Some friends of mine just bought themselves a very nice house on the NSW Central Coast.

It cost them about $325,000.

I don’t have $325,000. I pay $1300 a month in rent. If I borrowed $325,000, I’d probably be paying double that in mortgage installments and I’d have to eat wild thistles and lick the cheese off discarded burger wrappers in order to live. I don’t think that would be much fun, but apparently it’s a far better thing to do than living in a rented flat according to all the people who are supposed to know what the better things to do are.

My friends had to borrow some of the deposit for their house from their parents. That’s fair enough, I guess, especially if the parents had it to lend.

My parents can’t afford to lend me money to put a deposit on a house for me to own, though.

They’re on a pension. It’s all they can do from day to day to
scrape up enough pennies to buy themselves some new bits of cardboard so they’ve got a clean surface to eat their own poo off of. Or some old bottles that they can keep their urine in for when they need to freshen up with a splash under the armpits before venturing out in public to forage in skip bins for rotting root vegetables and bruised fruits.

Fucking losers.

Which brings me to the next thing …

MARRIAGE

I forgot to get married.

Oh, double poo.

I don’t know why this is, but the concept of marriage never seemed to take a hold on my mind as a thing that desperately needed to, or even should, be done. I could’ve taken the option a few times, really I could have. I just didn’t. If I had taken the option, I’d be part of a “working family” right now and my life would have some sort of validity.
According to some it would, anyway.

Maybe it had something to do with the fact that I grew up with married people. My parents.

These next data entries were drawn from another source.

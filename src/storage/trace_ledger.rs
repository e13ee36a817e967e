//! Append-only provenance ledger.
//!
//! One JSON object per line. Lines are never rewritten or deleted; an
//! exclusive file lock guards each append so concurrent kernels on the same
//! workspace interleave whole lines.

use crate::core::trace::TraceEntry;
use crate::storage::ledger_path;
use fs2::FileExt;
use std::io::Write;
use std::path::{Path, PathBuf};

/// Errors that can occur in the trace ledger.
#[derive(Debug, thiserror::Error)]
pub enum LedgerError {
    #[error("IO error: {0}")]
    Io(#[from] std::io::Error),
    #[error("serialization error: {0}")]
    Serialization(#[from] serde_json::Error),
}

/// Result type for ledger operations.
pub type Result<T> = std::result::Result<T, LedgerError>;

/// Result of scanning the ledger file.
#[derive(Debug, Default)]
pub struct LedgerScan {
    pub entries: Vec<TraceEntry>,
    /// Count of non-blank lines that failed to parse.
    pub malformed_lines: usize,
}

/// Append-only writer and reader for the trace file.
#[derive(Debug, Clone)]
pub struct TraceLedger {
    path: PathBuf,
}

impl TraceLedger {
    /// Creates a ledger for the given workspace root.
    #[must_use]
    pub fn open(workspace: &Path) -> Self {
        Self {
            path: ledger_path(workspace),
        }
    }

    /// Returns the ledger file path.
    #[must_use]
    pub fn path(&self) -> &Path {
        &self.path
    }

    /// Appends one entry as a single JSON line, creating the containing
    /// directory if missing.
    pub fn append(&self, entry: &TraceEntry) -> Result<()> {
        if let Some(parent) = self.path.parent() {
            std::fs::create_dir_all(parent)?;
        }

        let json = serde_json::to_string(entry)?;

        let mut file = std::fs::OpenOptions::new()
            .create(true)
            .append(true)
            .open(&self.path)?;
        file.lock_exclusive()?;
        let result = writeln!(file, "{json}").and_then(|()| file.flush());
        let _ = file.unlock();

        result.map_err(LedgerError::from)
    }

    /// Scans the whole ledger, tolerating malformed lines. A missing file is
    /// an empty scan.
    pub fn scan(&self) -> Result<LedgerScan> {
        if !self.path.exists() {
            return Ok(LedgerScan::default());
        }

        let content = std::fs::read_to_string(&self.path)?;
        let mut scan = LedgerScan::default();
        for line in content.lines() {
            if line.trim().is_empty() {
                continue;
            }
            match serde_json::from_str::<TraceEntry>(line) {
                Ok(entry) => scan.entries.push(entry),
                Err(_) => scan.malformed_lines += 1,
            }
        }
        Ok(scan)
    }

    /// Reads all well-formed entries in append order.
    pub fn read_all(&self) -> Result<Vec<TraceEntry>> {
        Ok(self.scan()?.entries)
    }
}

As a child, I remember watching as my parents argued, or had a fight about some trifle or other and wondering to myself, “Why do you bother with this? You all seem so fucking miserable”. Sometimes my parents would go visiting other married grown-ups, friends or relatives, and, as is the way of these things, poor fucking Ross would get bundled into the backseat of the car to go visiting too when all poor fucking Ross wanted to do was stay home and get down and dirty with some Lego or paint camouflage stripes on a
Tamiya model kit tank.

So I’d wind up sitting in the houses of these married people who mostly seemed to communicate with each other through a series of guttural, monosyllabic grunts and grimaces and, if some sort of conversation ever actually happened to evolve from these primitive beginnings, it was usually about how this or that relative of theirs was fucking hopeless or in trouble with the law or was getting divorced or was having kids or had the shits with them or it was about the dickhead neighbours next door or it was a bit of shocked oohing and aahing over the fact that a Chinese couple had just moved in down the other end of the street which was unusual in those days and did you know the Chinese buried their food in the backyard for 12 days before they ate it and when they did eat it it was made of cat and Mabel three doors down lost her cat last week and it wouldn’t surprise us in the least what happened to it if you know what I mean, you know? Bloody foreigners.

Jesus Christ, the things you have to put up with when you’re a kid.

And through all this, all I could think of was how miserable and “small” everybody seemed to be. It was as if, having exhausted whatever few joys they thought marriage had to offer them, they then settled for a life devoted to giving each other the shits on a regular basis instead.

No thank you.

But, turns out I was wrong again. Finding that someone special to spend the rest of your life with and yell at and be yelled at and get the shits with is supposed to be
good for one’s longevity.

Fancy that.

Which brings me to the other thing …

CHILDREN

I
forgot to have children.

Oh, poo all over.

I once had some friends who had children and one day, the mother cooed to me, “Oh, Ross, you don’t know what you’re missing”, to which I could only reply, “Yes, I do. I’ve met your kids. They’re fucking horrid.”

Needless to say, that was not a friendship that endured much longer after that. But it was true. Her kids were insufferable little shits. When the family popped over to visit, the kids would run rampant through the house, into any room they wanted, into the fridge, constantly yelling at the top of their fucking lungs about this, that or the other thing until, after an hour or two of this, all I wanted to do was grab them by the scruff of the neck and shove their heads into the toilet bowl and piss on them.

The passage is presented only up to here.